__Data records__:
┄┄┄┄┄┄┄┄┄┄┄┄┄┄┄┄┄┄┄┄

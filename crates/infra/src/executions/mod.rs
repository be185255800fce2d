//! Execution persistence: versioned executions, append-only step records and
//! compensation progress.

pub mod postgres;

pub use postgres::PostgresExecutionStore;

use std::collections::HashMap;
use std::sync::{Arc, RwLock};

use thiserror::Error;

use forgeflow_core::{ExecutionId, ExpectedVersion, TenantId};
use forgeflow_workflow::{CompensationRecord, StepExecution, StepId, StepKind, WorkflowExecution};

/// Execution store operation error.
#[derive(Debug, Clone, PartialEq, Eq, Error)]
pub enum ExecutionStoreError {
    #[error("execution not found: {0}")]
    NotFound(ExecutionId),

    #[error("execution already exists: {0}")]
    AlreadyExists(ExecutionId),

    /// Optimistic concurrency check failed; reload and re-apply.
    #[error("optimistic concurrency check failed: {0}")]
    Conflict(String),

    #[error("tenant isolation violation: {0}")]
    TenantIsolation(String),

    /// The attempt was already recorded (e.g. a redelivered job reporting twice).
    #[error("attempt {attempt} of {step_id} ({kind:?}) already recorded for {execution_id}")]
    DuplicateAttempt {
        execution_id: ExecutionId,
        step_id: StepId,
        kind: StepKind,
        attempt: u32,
    },

    /// Attempts must be recorded gaplessly starting at 1.
    #[error("attempt {attempt} of {step_id} ({kind:?}) skips ahead of {expected}")]
    AttemptGap {
        step_id: StepId,
        kind: StepKind,
        attempt: u32,
        expected: u32,
    },

    #[error("storage error: {0}")]
    Storage(String),
}

/// Durable home of workflow executions.
///
/// Every write to an execution states the version it was computed from.
/// `create`/`update`/`commit_step` return the execution stamped with its new
/// version.
pub trait ExecutionStore: Send + Sync {
    fn create(&self, execution: WorkflowExecution) -> Result<WorkflowExecution, ExecutionStoreError>;

    /// Load an execution. Another firm's execution is reported as not found.
    fn get(&self, tenant_id: TenantId, id: ExecutionId) -> Result<WorkflowExecution, ExecutionStoreError>;

    fn update(
        &self,
        execution: WorkflowExecution,
        expected: ExpectedVersion,
    ) -> Result<WorkflowExecution, ExecutionStoreError>;

    /// Append one resolved attempt.
    fn append_step(&self, record: StepExecution) -> Result<(), ExecutionStoreError>;

    /// Update the execution and append `record` as one atomic write.
    ///
    /// Nothing is written when either half is rejected.
    fn commit_step(
        &self,
        execution: WorkflowExecution,
        expected: ExpectedVersion,
        record: Option<StepExecution>,
    ) -> Result<WorkflowExecution, ExecutionStoreError>;

    /// Every recorded attempt of an execution in append order.
    fn steps(&self, tenant_id: TenantId, id: ExecutionId) -> Result<Vec<StepExecution>, ExecutionStoreError>;

    /// Insert or replace the record for `(execution_id, step_id)`.
    fn upsert_compensation(&self, record: CompensationRecord) -> Result<(), ExecutionStoreError>;

    fn compensations(
        &self,
        tenant_id: TenantId,
        id: ExecutionId,
    ) -> Result<Vec<CompensationRecord>, ExecutionStoreError>;
}

impl<S> ExecutionStore for Arc<S>
where
    S: ExecutionStore + ?Sized,
{
    fn create(&self, execution: WorkflowExecution) -> Result<WorkflowExecution, ExecutionStoreError> {
        (**self).create(execution)
    }

    fn get(&self, tenant_id: TenantId, id: ExecutionId) -> Result<WorkflowExecution, ExecutionStoreError> {
        (**self).get(tenant_id, id)
    }

    fn update(
        &self,
        execution: WorkflowExecution,
        expected: ExpectedVersion,
    ) -> Result<WorkflowExecution, ExecutionStoreError> {
        (**self).update(execution, expected)
    }

    fn append_step(&self, record: StepExecution) -> Result<(), ExecutionStoreError> {
        (**self).append_step(record)
    }

    fn commit_step(
        &self,
        execution: WorkflowExecution,
        expected: ExpectedVersion,
        record: Option<StepExecution>,
    ) -> Result<WorkflowExecution, ExecutionStoreError> {
        (**self).commit_step(execution, expected, record)
    }

    fn steps(&self, tenant_id: TenantId, id: ExecutionId) -> Result<Vec<StepExecution>, ExecutionStoreError> {
        (**self).steps(tenant_id, id)
    }

    fn upsert_compensation(&self, record: CompensationRecord) -> Result<(), ExecutionStoreError> {
        (**self).upsert_compensation(record)
    }

    fn compensations(
        &self,
        tenant_id: TenantId,
        id: ExecutionId,
    ) -> Result<Vec<CompensationRecord>, ExecutionStoreError> {
        (**self).compensations(tenant_id, id)
    }
}

#[derive(Debug, Default)]
struct Inner {
    executions: HashMap<ExecutionId, WorkflowExecution>,
    steps: HashMap<ExecutionId, Vec<StepExecution>>,
    compensations: HashMap<ExecutionId, Vec<CompensationRecord>>,
}

impl Inner {
    fn execution(&self, tenant_id: TenantId, id: ExecutionId) -> Result<&WorkflowExecution, ExecutionStoreError> {
        self.executions
            .get(&id)
            .filter(|e| e.tenant_id() == tenant_id)
            .ok_or(ExecutionStoreError::NotFound(id))
    }

    fn check_update(
        &self,
        execution: &WorkflowExecution,
        expected: ExpectedVersion,
    ) -> Result<u64, ExecutionStoreError> {
        let current = self.execution(execution.tenant_id(), execution.id())?;
        if !expected.matches(current.version()) {
            return Err(ExecutionStoreError::Conflict(format!(
                "expected {expected:?}, found {}",
                current.version()
            )));
        }
        Ok(current.version() + 1)
    }

    fn check_append(&self, record: &StepExecution) -> Result<(), ExecutionStoreError> {
        let execution = self
            .executions
            .get(&record.execution_id)
            .ok_or(ExecutionStoreError::NotFound(record.execution_id))?;
        if execution.tenant_id() != record.tenant_id {
            return Err(ExecutionStoreError::TenantIsolation(format!(
                "step record for {} carries another firm id",
                record.execution_id
            )));
        }

        let recorded = self
            .steps
            .get(&record.execution_id)
            .map(|steps| {
                steps
                    .iter()
                    .filter(|s| s.step_id == record.step_id && s.kind == record.kind)
                    .count() as u32
            })
            .unwrap_or(0);
        check_attempt(recorded, record)
    }
}

/// `record` must be the attempt right after the `recorded` ones.
fn check_attempt(recorded: u32, record: &StepExecution) -> Result<(), ExecutionStoreError> {
    if record.attempt <= recorded {
        return Err(ExecutionStoreError::DuplicateAttempt {
            execution_id: record.execution_id,
            step_id: record.step_id.clone(),
            kind: record.kind,
            attempt: record.attempt,
        });
    }
    if record.attempt != recorded + 1 {
        return Err(ExecutionStoreError::AttemptGap {
            step_id: record.step_id.clone(),
            kind: record.kind,
            attempt: record.attempt,
            expected: recorded + 1,
        });
    }
    Ok(())
}

/// In-memory execution store.
///
/// Intended for tests/dev and single-process deployments.
#[derive(Debug, Default)]
pub struct InMemoryExecutionStore {
    inner: RwLock<Inner>,
}

impl InMemoryExecutionStore {
    pub fn new() -> Self {
        Self::default()
    }

    pub fn arc() -> Arc<Self> {
        Arc::new(Self::new())
    }

    fn read(&self) -> Result<std::sync::RwLockReadGuard<'_, Inner>, ExecutionStoreError> {
        self.inner
            .read()
            .map_err(|_| ExecutionStoreError::Storage("lock poisoned".to_string()))
    }

    fn write(&self) -> Result<std::sync::RwLockWriteGuard<'_, Inner>, ExecutionStoreError> {
        self.inner
            .write()
            .map_err(|_| ExecutionStoreError::Storage("lock poisoned".to_string()))
    }
}

impl ExecutionStore for InMemoryExecutionStore {
    fn create(&self, execution: WorkflowExecution) -> Result<WorkflowExecution, ExecutionStoreError> {
        let mut inner = self.write()?;
        if inner.executions.contains_key(&execution.id()) {
            return Err(ExecutionStoreError::AlreadyExists(execution.id()));
        }
        let stored = execution.with_version(1);
        inner.executions.insert(stored.id(), stored.clone());
        Ok(stored)
    }

    fn get(&self, tenant_id: TenantId, id: ExecutionId) -> Result<WorkflowExecution, ExecutionStoreError> {
        self.read()?.execution(tenant_id, id).cloned()
    }

    fn update(
        &self,
        execution: WorkflowExecution,
        expected: ExpectedVersion,
    ) -> Result<WorkflowExecution, ExecutionStoreError> {
        self.commit_step(execution, expected, None)
    }

    fn append_step(&self, record: StepExecution) -> Result<(), ExecutionStoreError> {
        let mut inner = self.write()?;
        inner.check_append(&record)?;
        inner.steps.entry(record.execution_id).or_default().push(record);
        Ok(())
    }

    fn commit_step(
        &self,
        execution: WorkflowExecution,
        expected: ExpectedVersion,
        record: Option<StepExecution>,
    ) -> Result<WorkflowExecution, ExecutionStoreError> {
        let mut inner = self.write()?;
        let next = inner.check_update(&execution, expected)?;
        if let Some(record) = &record {
            if record.execution_id != execution.id() {
                return Err(ExecutionStoreError::Storage(format!(
                    "step record for {} committed with execution {}",
                    record.execution_id,
                    execution.id()
                )));
            }
            inner.check_append(record)?;
        }

        let stored = execution.with_version(next);
        inner.executions.insert(stored.id(), stored.clone());
        if let Some(record) = record {
            inner.steps.entry(record.execution_id).or_default().push(record);
        }
        Ok(stored)
    }

    fn steps(&self, tenant_id: TenantId, id: ExecutionId) -> Result<Vec<StepExecution>, ExecutionStoreError> {
        let inner = self.read()?;
        inner.execution(tenant_id, id)?;
        Ok(inner.steps.get(&id).cloned().unwrap_or_default())
    }

    fn upsert_compensation(&self, record: CompensationRecord) -> Result<(), ExecutionStoreError> {
        let mut inner = self.write()?;
        if !inner.executions.contains_key(&record.execution_id) {
            return Err(ExecutionStoreError::NotFound(record.execution_id));
        }
        let records = inner.compensations.entry(record.execution_id).or_default();
        match records.iter_mut().find(|r| r.step_id == record.step_id) {
            Some(existing) => *existing = record,
            None => records.push(record),
        }
        Ok(())
    }

    fn compensations(
        &self,
        tenant_id: TenantId,
        id: ExecutionId,
    ) -> Result<Vec<CompensationRecord>, ExecutionStoreError> {
        let inner = self.read()?;
        inner.execution(tenant_id, id)?;
        Ok(inner.compensations.get(&id).cloned().unwrap_or_default())
    }
}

┄┄┄┄┄┄┄┄┄┄┄┄┄┄┄┄┄┄┄┄

__Work to complete__: Among the lines of the records, copy out each one that contains the word "return".

__Your response__:
/// `create`/`update`/`commit_step` return the execution stamped with its new
            return Err(ExecutionStoreError::Conflict(format!(
            return Err(ExecutionStoreError::TenantIsolation(format!(
        return Err(ExecutionStoreError::DuplicateAttempt {
        return Err(ExecutionStoreError::AttemptGap {
            return Err(ExecutionStoreError::AlreadyExists(execution.id()));
                return Err(ExecutionStoreError::Storage(format!(
            return Err(ExecutionStoreError::NotFound(record.execution_id));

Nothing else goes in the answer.